───── Supplied data

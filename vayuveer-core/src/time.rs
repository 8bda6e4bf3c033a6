//! Time management for the monitor loop
//!
//! Every interval in this crate (threshold sync, heartbeat reports) is a
//! "now minus last timestamp" comparison against a monotonic millisecond
//! counter that starts at boot. The counter is injected through
//! [`TimeSource`] so tests can step time instead of sleeping.

use core::cell::Cell;

/// Timestamp in milliseconds since device boot
pub type Timestamp = u64;

/// Source of monotonic time for the system
///
/// Implementations on hardware read a timer peripheral; on a host the
/// `std`-only [`MonotonicTime`] wraps `Instant`.
pub trait TimeSource {
    /// Get current timestamp in milliseconds
    fn now(&self) -> Timestamp;
}

impl<T: TimeSource + ?Sized> TimeSource for &T {
    fn now(&self) -> Timestamp {
        (**self).now()
    }
}

/// Monotonic time source backed by `std::time::Instant`
///
/// Starts at 0 when constructed, matching the firmware's `millis()`.
#[cfg(feature = "std")]
#[derive(Debug, Clone)]
pub struct MonotonicTime {
    boot: std::time::Instant,
}

#[cfg(feature = "std")]
impl MonotonicTime {
    /// Start counting from now
    pub fn new() -> Self {
        Self {
            boot: std::time::Instant::now(),
        }
    }
}

#[cfg(feature = "std")]
impl Default for MonotonicTime {
    fn default() -> Self {
        Self::new()
    }
}

#[cfg(feature = "std")]
impl TimeSource for MonotonicTime {
    fn now(&self) -> Timestamp {
        self.boot.elapsed().as_millis() as Timestamp
    }
}

/// Manually stepped time source for testing and simulation
///
/// Interior mutability lets a shared reference drive the monitor while the
/// test (or a delay implementation) advances it.
#[derive(Debug, Default)]
pub struct ManualTime {
    now: Cell<Timestamp>,
}

impl ManualTime {
    /// Clock frozen at `start` until moved
    pub fn new(start: Timestamp) -> Self {
        Self {
            now: Cell::new(start),
        }
    }

    /// Jump to an absolute timestamp
    pub fn set(&self, timestamp: Timestamp) {
        self.now.set(timestamp);
    }

    /// Move forward by `ms`, saturating
    pub fn advance(&self, ms: u64) {
        self.now.set(self.now.get().saturating_add(ms));
    }
}

impl TimeSource for ManualTime {
    fn now(&self) -> Timestamp {
        self.now.get()
    }
}

/// Milliseconds elapsed between two timestamps, zero if `later` is earlier
pub fn elapsed_ms(earlier: Timestamp, later: Timestamp) -> u64 {
    later.saturating_sub(earlier)
}

#[cfg(test)]
mod tests {
    use super::*;

    #[test]
    fn manual_time_advances() {
        let time = ManualTime::new(1000);
        assert_eq!(time.now(), 1000);

        time.advance(500);
        assert_eq!(time.now(), 1500);

        let by_ref: &ManualTime = &time;
        assert_eq!(TimeSource::now(&by_ref), 1500);
    }

    #[test]
    fn elapsed_never_underflows() {
        assert_eq!(elapsed_ms(2000, 5000), 3000);
        assert_eq!(elapsed_ms(5000, 2000), 0);
    }

    #[cfg(feature = "std")]
    #[test]
    fn monotonic_starts_near_zero() {
        let time = MonotonicTime::new();
        assert!(time.now() < 1000);
    }
}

──────────

▸ **What is required**
If a line in the material contains "Instant", show it.

▸ **Problem solution**
/// `std`-only [`MonotonicTime`] wraps `Instant`.
/// Monotonic time source backed by `std::time::Instant`
    boot: std::time::Instant,
            boot: std::time::Instant::now(),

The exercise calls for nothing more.